**Supplied information:**
--- START ---
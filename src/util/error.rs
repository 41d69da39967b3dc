//! Error types for the dxseis library.

use std::path::PathBuf;
use thiserror::Error;

/// Main error type for DX file operations.
#[derive(Error, Debug)]
pub enum Error {
    /// File does not exist or cannot be accessed
    #[error("File not found: {0}")]
    FileNotFound(PathBuf),

    /// A header line does not match the expected grammar
    #[error("Invalid DX header: {0}")]
    InvalidHeader(String),

    /// A required object (e.g. gridpositions) is absent from the file
    #[error("Object not found: {0}")]
    MissingObject(String),

    /// Data type other than float/int in an array object
    #[error("Unsupported data type: {0}")]
    UnsupportedDataType(String),

    /// Data layout this implementation cannot address
    #[error("Unsupported data layout: {0}")]
    UnsupportedLayout(String),

    /// I/O error
    #[error("I/O error: {0}")]
    Io(#[from] std::io::Error),

    /// UTF-8 conversion error in header text
    #[error("Invalid UTF-8: {0}")]
    Utf8(#[from] std::string::FromUtf8Error),
}

impl Error {
    /// Create an invalid header error.
    pub fn header(msg: impl Into<String>) -> Self {
        Self::InvalidHeader(msg.into())
    }
}

/// Result type alias for dxseis operations.
pub type Result<T> = std::result::Result<T, Error>;
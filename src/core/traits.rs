//! Shared surface of the cube and line stores.

use super::time_axis::TimeAxis;

/// Common read surface of the four store types (cube/line, reader/writer).
pub trait TraceStore {
    /// Sampling axis of the stored traces.
    fn time_axis(&self) -> TimeAxis;

    /// Total number of traces in the store.
    fn num_traces(&self) -> u64;

    /// The fully-undefined trace for this store's sample count.
    fn undef_trace(&self) -> &[f32];
}
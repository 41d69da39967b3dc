//! 1D time/depth sampling axis.

/// Regular sampling along the vertical axis of a cube or line.
///
/// `step` is signed; a positive step means the stored samples run downward.
#[derive(Clone, Copy, Debug, PartialEq)]
pub struct TimeAxis {
    pub origin: f64,
    pub step: f64,
    pub n_samples: u32,
}

impl TimeAxis {
    pub fn new(origin: f64, step: f64, n_samples: u32) -> Self {
        assert!(n_samples > 0, "time axis needs at least one sample");
        Self {
            origin,
            step,
            n_samples,
        }
    }

    /// Time of sample `k`.
    #[inline]
    pub fn sample_time(&self, k: u32) -> f64 {
        self.origin + self.step * f64::from(k)
    }

    /// Time of the last sample: `origin + step * (n - 1)`.
    #[inline]
    pub fn last_sample_time(&self) -> f64 {
        self.origin + self.step * f64::from(self.n_samples - 1)
    }
}

/// Joint axis covering two axes at the finer of their two steps.
///
/// The earlier origin is rounded up to the nearest multiple of the joint
/// step; the sample count reaches the later of the two last-sample times,
/// both computed as `origin + step * (n - 1)`. The result is symmetric in
/// its arguments.
pub fn join_time_axes(t1: TimeAxis, t2: TimeAxis) -> TimeAxis {
    let new_step = t1.step.min(t2.step);
    let new_origin = (t1.origin.min(t2.origin) / new_step).ceil() * new_step;
    let last = t1.last_sample_time().max(t2.last_sample_time());
    let new_n = ((last - new_origin) / new_step).floor() as u32 + 1;
    TimeAxis::new(new_origin, new_step, new_n)
}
--- END ---
**What is needed:**
Write the material out once more, exactly as it reads.

**Written answer:**
filename src/util/error.rs
repository 41d69da39967b3dc
//! Error types for the dxseis library.

use std::path::PathBuf;
use thiserror::Error;

/// Main error type for DX file operations.
#[derive(Error, Debug)]
pub enum Error {
    /// File does not exist or cannot be accessed
    #[error("File not found: {0}")]
    FileNotFound(PathBuf),

    /// A header line does not match the expected grammar
    #[error("Invalid DX header: {0}")]
    InvalidHeader(String),

    /// A required object (e.g. gridpositions) is absent from the file
    #[error("Object not found: {0}")]
    MissingObject(String),

    /// Data type other than float/int in an array object
    #[error("Unsupported data type: {0}")]
    UnsupportedDataType(String),

    /// Data layout this implementation cannot address
    #[error("Unsupported data layout: {0}")]
    UnsupportedLayout(String),

    /// I/O error
    #[error("I/O error: {0}")]
    Io(#[from] std::io::Error),

    /// UTF-8 conversion error in header text
    #[error("Invalid UTF-8: {0}")]
    Utf8(#[from] std::string::FromUtf8Error),
}

impl Error {
    /// Create an invalid header error.
    pub fn header(msg: impl Into<String>) -> Self {
        Self::InvalidHeader(msg.into())
    }
}

/// Result type alias for dxseis operations.
pub type Result<T> = std::result::Result<T, Error>;
filename src/core/traits.rs
//! Shared surface of the cube and line stores.

use super::time_axis::TimeAxis;

/// Common read surface of the four store types (cube/line, reader/writer).
pub trait TraceStore {
    /// Sampling axis of the stored traces.
    fn time_axis(&self) -> TimeAxis;

    /// Total number of traces in the store.
    fn num_traces(&self) -> u64;

    /// The fully-undefined trace for this store's sample count.
    fn undef_trace(&self) -> &[f32];
}
repository 41d69da39967b3dc
//! 1D time/depth sampling axis.

/// Regular sampling along the vertical axis of a cube or line.
///
/// `step` is signed; a positive step means the stored samples run downward.
#[derive(Clone, Copy, Debug, PartialEq)]
pub struct TimeAxis {
    pub origin: f64,
    pub step: f64,
    pub n_samples: u32,
}

impl TimeAxis {
    pub fn new(origin: f64, step: f64, n_samples: u32) -> Self {
        assert!(n_samples > 0, "time axis needs at least one sample");
        Self {
            origin,
            step,
            n_samples,
        }
    }

    /// Time of sample `k`.
    #[inline]
    pub fn sample_time(&self, k: u32) -> f64 {
        self.origin + self.step * f64::from(k)
    }

    /// Time of the last sample: `origin + step * (n - 1)`.
    #[inline]
    pub fn last_sample_time(&self) -> f64 {
        self.origin + self.step * f64::from(self.n_samples - 1)
    }
}

/// Joint axis covering two axes at the finer of their two steps.
///
/// The earlier origin is rounded up to the nearest multiple of the joint
/// step; the sample count reaches the later of the two last-sample times,
/// both computed as `origin + step * (n - 1)`. The result is symmetric in
/// its arguments.
pub fn join_time_axes(t1: TimeAxis, t2: TimeAxis) -> TimeAxis {
    let new_step = t1.step.min(t2.step);
    let new_origin = (t1.origin.min(t2.origin) / new_step).ceil() * new_step;
    let last = t1.last_sample_time().max(t2.last_sample_time());
    let new_n = ((last - new_origin) / new_step).floor() as u32 + 1;
    TimeAxis::new(new_origin, new_step, new_n)
}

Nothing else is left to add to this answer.